Question

Calculate the molality of a solution containing $20.7g$ of potassium carbonate dissolved in $500ml$ of solution (assume density of solution $ = 1g{\text{ m}}{{\text{L}}^{ - 1}}$

Answer 1

Hint: Composition of a solution can be expressed on the basis of its concentration. The terms dilute and concentrated provide a vague idea about the concentration of the solution and thus a quantitative representation is needed for expression of the concentration. The concentration of the solution depends on the amount of solute and solvent that are present in the solution.

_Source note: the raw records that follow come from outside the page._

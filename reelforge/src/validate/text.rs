//! Text and JSON payload validation.

use super::ValidationError;
use regex::Regex;
use std::sync::OnceLock;

/// Maximum length accepted for any single dashboard cell.
pub const MAX_CELL_LEN: usize = 5_000;

/// Patterns that are never allowed to cross a trust boundary, regardless of
/// which field they appear in.
fn dangerous_pattern() -> &'static Regex {
    static RE: OnceLock<Regex> = OnceLock::new();
    RE.get_or_init(|| {
        Regex::new(concat!(
            r"(?i)<\s*script",
            r"|javascript\s*:",
            r"|\.\./",
            r"|\.\.\\",
            r"|\beval\s*\(",
            r"|\bexec\s*\(",
            r"|__import__",
        ))
        .expect("dangerous pattern regex is valid")
    })
}

/// Rejects text containing script tags, `javascript:` URIs, path traversal
/// segments, evaluation attempts, or control characters.
///
/// Newlines and tabs are tolerated; every other C0 control byte is not.
pub fn check_text(s: &str, field: &str) -> Result<(), ValidationError> {
    if let Some(m) = dangerous_pattern().find(s) {
        return Err(ValidationError::DangerousPattern {
            field: field.to_string(),
            reason: format!("matched {:?}", m.as_str()),
        });
    }
    if s.chars()
        .any(|c| c.is_control() && c != '\n' && c != '\t' && c != '\r')
    {
        return Err(ValidationError::DangerousPattern {
            field: field.to_string(),
            reason: "control character".to_string(),
        });
    }
    Ok(())
}

/// Validates a value destined for a dashboard cell: dangerous patterns and
/// the cell length limit.
pub fn check_cell(s: &str, field: &str) -> Result<(), ValidationError> {
    check_text(s, field)?;
    if s.len() > MAX_CELL_LEN {
        return Err(ValidationError::TooLong {
            field: field.to_string(),
            max: MAX_CELL_LEN,
        });
    }
    Ok(())
}

/// Validates a cell value and truncates it to the limit on success.
///
/// Truncation respects char boundaries; rejection is still an error so the
/// caller can surface which field carried the bad value.
pub fn sanitize_cell(s: &str, field: &str) -> Result<String, ValidationError> {
    check_text(s, field)?;
    if s.len() <= MAX_CELL_LEN {
        return Ok(s.to_string());
    }
    let mut end = MAX_CELL_LEN;
    while !s.is_char_boundary(end) {
        end -= 1;
    }
    Ok(s[..end].to_string())
}

/// Validates a filename component: no separators, no traversal, a closed
/// charset of `[A-Za-z0-9._-]`, and a sane length.
pub fn check_filename(s: &str, field: &str) -> Result<(), ValidationError> {
    if s.is_empty() {
        return Err(ValidationError::Missing {
            field: field.to_string(),
        });
    }
    if s.len() > 255 {
        return Err(ValidationError::TooLong {
            field: field.to_string(),
            max: 255,
        });
    }
    if s == "." || s == ".." {
        return Err(ValidationError::DangerousPattern {
            field: field.to_string(),
            reason: "dot segment".to_string(),
        });
    }
    if !s
        .chars()
        .all(|c| c.is_ascii_alphanumeric() || matches!(c, '.' | '_' | '-'))
    {
        return Err(ValidationError::DangerousPattern {
            field: field.to_string(),
            reason: "character outside [A-Za-z0-9._-]".to_string(),
        });
    }
    Ok(())
}

/// Checks that a JSON object only carries keys from the declared schema.
///
/// External API responses are checked against their allowed key set before
/// any field is read, so a provider cannot smuggle unexpected structure into
/// downstream stages.
pub fn check_allowed_keys(
    value: &serde_json::Value,
    allowed: &[&str],
    context: &str,
) -> Result<(), ValidationError> {
    let Some(object) = value.as_object() else {
        return Ok(());
    };
    for key in object.keys() {
        if !allowed.contains(&key.as_str()) {
            return Err(ValidationError::UnexpectedKey {
                context: context.to_string(),
                key: key.clone(),
            });
        }
    }
    Ok(())
}

#[cfg(test)]
mod tests {
    use super::*;
    use serde_json::json;

    #[test]
    fn check_text_rejects_script_tags() {
        assert!(check_text("<script>alert(1)</script>", "title").is_err());
        assert!(check_text("< SCRIPT src=x>", "title").is_err());
    }

    #[test]
    fn check_text_rejects_javascript_uris_and_traversal() {
        assert!(check_text("javascript:void(0)", "url").is_err());
        assert!(check_text("JavaScript : alert(1)", "url").is_err());
        assert!(check_text("../../etc/passwd", "path").is_err());
        assert!(check_text("..\\windows", "path").is_err());
    }

    #[test]
    fn check_text_rejects_evaluation_attempts() {
        assert!(check_text("eval('code')", "cell").is_err());
        assert!(check_text("exec (payload)", "cell").is_err());
        assert!(check_text("__import__('os').system('id')", "cell").is_err());
    }

    #[test]
    fn check_text_rejects_control_characters() {
        assert!(check_text("hello\x00world", "cell").is_err());
        assert!(check_text("hello\x1bworld", "cell").is_err());
        // Newlines and tabs are normal in scripts
        assert!(check_text("line one\nline two\ttabbed", "cell").is_ok());
    }

    #[test]
    fn check_text_accepts_ordinary_content() {
        assert!(check_text("Three Morning Habits That Changed My Life", "title").is_ok());
        assert!(check_text("50% off! (limited)", "title").is_ok());
    }

    #[test]
    fn sanitize_cell_truncates_on_boundary() {
        let long = "é".repeat(MAX_CELL_LEN); // 2 bytes per char
        let cell = sanitize_cell(&long, "script").unwrap();
        assert!(cell.len() <= MAX_CELL_LEN);
        assert!(cell.chars().all(|c| c == 'é'));
    }

    #[test]
    fn check_filename_enforces_charset() {
        assert!(check_filename("narration-01.mp3", "file").is_ok());
        assert!(check_filename("a/b.mp3", "file").is_err());
        assert!(check_filename("..", "file").is_err());
        assert!(check_filename("", "file").is_err());
        assert!(check_filename("clip one.mp4", "file").is_err());
    }

    #[test]
    fn check_allowed_keys_flags_extras() {
        let v = json!({"id": "x", "url": "https://example"});
        assert!(check_allowed_keys(&v, &["id", "url"], "upload response").is_ok());
        assert!(check_allowed_keys(&v, &["id"], "upload response").is_err());
        // Non-objects pass through; their shape is checked by deserialization
        assert!(check_allowed_keys(&json!([1, 2]), &[], "list").is_ok());
    }
}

Complete step by step answer:
For the quantitative representation of the concentration of the solution there are several ways that can be used, molality is one of those criteria.
Molality is represented by $m$ and can be calculated by the following formula
$Molality(m) = \dfrac{{{{Moles\; of \;solute}}}}{{{{Mass \;of \;solvent\; in\; kg}}}}$
The mass of potassium carbonate as given in the question is $20.7g$ . So the molar mass of the compound will be $138gmo{l^{ - 1}}$ since the empirical formula of the compound is ${K_2}C{O_3}$
From the above data we can calculate the number of moles of the compound as
$Moles = \dfrac{{mass}}{{molar\;mass}}$
$ \Rightarrow moles = \dfrac{{20.7}}{{138}} = 0.15mo{l^{ - 1}}$
Since the volume of the solution is given as $500ml$ we can calculate the mass of the solution as,
$mass{{\; of\; solution = 500mL}} \times {{1gm}}{{{L}}^{ - 1}} = 500g$
$Amount{\text{ of water = 500 - 20}}{\text{.7 = 479}}{\text{.3g}}$
So the molality = $\dfrac{{Moles\;{{ of \;solute}}}}{{Mass\;{{ of \;solvent\; in\; grams}}}} \times 1000$
$molality = \dfrac{{0.15mol}}{{479.3g}} \times 1000$

So, the Molality = $0.013$.

Note: There are other representations of the concentration of solution than molality.
While molality is represented by $m$ another representation, Molarity is represented by $M$ .
Molarity of the solution can be represented in terms of the volume of the solution rather than the mass of the solvent as in the caseṣ of molality. It can be represented as
${{Molarity (M) = }}\dfrac{{{{Moles\; of \;solute}}}}{{{{Volume \;of \;solution \;in\; litre}}}}$